Leaf curling is a houseplant’s defense mechanism that kicks in when the plant receives too much light. The leaves are protecting themselves from burning to a crisp, or they’re trying to, anyway. 

If the leaves of your satin pothos are curling on only one side, then that side of your plant might be receiving too much sunlight. Turn the plant so the other side can get some sun. The curled leaves should soon open.

When all the leaves on your satin pothos have curled, you should consider moving it to a part of the room that’s less sunny. 

Satin Pothos vs. Exotica – What’s the Difference?

As I said earlier in this guide, the satin pothos is one of many pothos varieties. Another one is known as the Scindapsus pictus Exotica or the Exotica pothos.

The satin pothos and Exotica share some traits that can make you easily confuse one for another. Their variegations are very similar, for instance. 

One way to tell them apart is to study the amount of coloration on the leaves. A satin pothos has only small flecks or blotches of silver or gray. The Exotica’s leaves are mostly silver or gray with flecks of green. 

The rate of growth is another giveaway. For their stunning beauty, the Exotica pothos is known for growing rather slowly. 

Otherwise, both pothos varieties have very similar care requirements, right down to preferring the same temperature range and humidity. If you can care for one, you can care for the other, so why not add both to your indoor garden? 

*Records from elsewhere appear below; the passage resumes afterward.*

// Copyright 2025 the Understory Authors
// SPDX-License-Identifier: Apache-2.0 OR MIT

//! Row and cell selection over a small table.
//!
//! This example drives:
//! - an `ItemSelector` for whole rows (click, ctrl-click, shift-range, ctrl+A),
//! - an `AttrSelector` for individual cells, with undo via snapshots.
//!
//! Selector updates are traced; run with the subscriber at `TRACE` to see them.
//!
//! Run:
//! - `cargo run -p understory_demos --example selection_table`

use indexmap::IndexMap;
use understory_selection::{AttrSelector, Attrs, ItemSelector, SelectorOptions};

#[derive(Clone, Debug)]
struct Row {
    name: &'static str,
    size: u64,
}

type CellSelector<'a> = AttrSelector<u32, &'static str, &'a IndexMap<u32, Row>>;

const COLUMNS: [&str; 3] = ["name", "size", "modified"];

fn table() -> IndexMap<u32, Row> {
    [
        (10, Row { name: "Cargo.toml", size: 812 }),
        (11, Row { name: "README.md", size: 2_304 }),
        (12, Row { name: "lib.rs", size: 9_120 }),
        (13, Row { name: "item.rs", size: 11_876 }),
    ]
    .into_iter()
    .collect()
}

/// Ids strictly between the anchor and the target, plus both, in table order.
fn range(rows: &IndexMap<u32, Row>, anchor: u32, target: u32) -> Vec<u32> {
    let (Some(a), Some(b)) = (rows.get_index_of(&anchor), rows.get_index_of(&target)) else {
        return Vec::new();
    };
    let (lo, hi) = if a <= b { (a, b) } else { (b, a) };
    rows.keys().skip(lo).take(hi - lo + 1).copied().collect()
}

fn main() {
    tracing_subscriber::fmt()
        .with_max_level(tracing::Level::TRACE)
        .init();

    let rows = table();

    println!("Row selection");
    println!("=============");
    let mut row_selection = ItemSelector::<u32, _>::new(&rows).with_on_updated(|selector| {
        let names: Vec<_> = selector.selected_items_by_id().map(|(_, row)| row.name).collect();
        println!("  selected: {names:?}");
    });

    println!("click README.md");
    row_selection.select(11, false);
    println!("ctrl-click item.rs");
    row_selection.select(13, true);
    println!("shift-click Cargo.toml from the last selected row");
    let anchor = row_selection.last_selected_id().copied().unwrap_or(10);
    row_selection.multi_select(range(&rows, anchor, 10), false);
    println!("ctrl+A twice");
    row_selection.select_all(true);
    row_selection.select_all(true);

    row_selection.select(12, false);
    row_selection.select(13, true);
    let total: u64 = row_selection.selected_items_by_id().map(|(_, row)| row.size).sum();
    println!("total size of selected rows: {total}");

    println!();
    println!("Cell selection");
    println!("==============");
    let options = SelectorOptions::new().on_updated(|selector: &CellSelector<'_>| {
        for (id, attrs) in selector.selected().iter() {
            let columns: Vec<_> = attrs.iter().copied().collect();
            println!("  row {id}: {columns:?}");
        }
        if let Some(last) = selector.last_selected() {
            println!("  last touched: {last}");
        }
    });
    let mut cells = CellSelector::with_options(&rows, COLUMNS, options);

    println!("click name of lib.rs");
    cells.select(12, "name", false);
    println!("ctrl-click size of Cargo.toml");
    cells.select(10, "size", true);
    println!("ctrl-drag across name and size of lib.rs");
    cells.multi_select([(12, Attrs::from(["name", "size"]))], true);
    println!("rows with every column selected: {:?}", cells.all_attrs_selected().collect::<Vec<_>>());

    let before = cells.create_snapshot();
    println!("ctrl+A");
    cells.select_all(false);
    println!("undo");
    cells.restore(before);
}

Is the Satin Pothos Poisonous to Cats?

You have a feline friend or several in the house, which has led you to carefully curate your indoor garden. Before you bring home a satin pothos, you must know, is this houseplant species toxic to cats?

Yes, it is, and it’s toxic to dogs too. Tongue, lip, and/or mouth irritation can occur upon ingestion of the plant’s variegated leaves. Your pet could be unable to swallow, and they might begin vomiting or salivating excessively.

Bring your cat or dog to the vet immediately.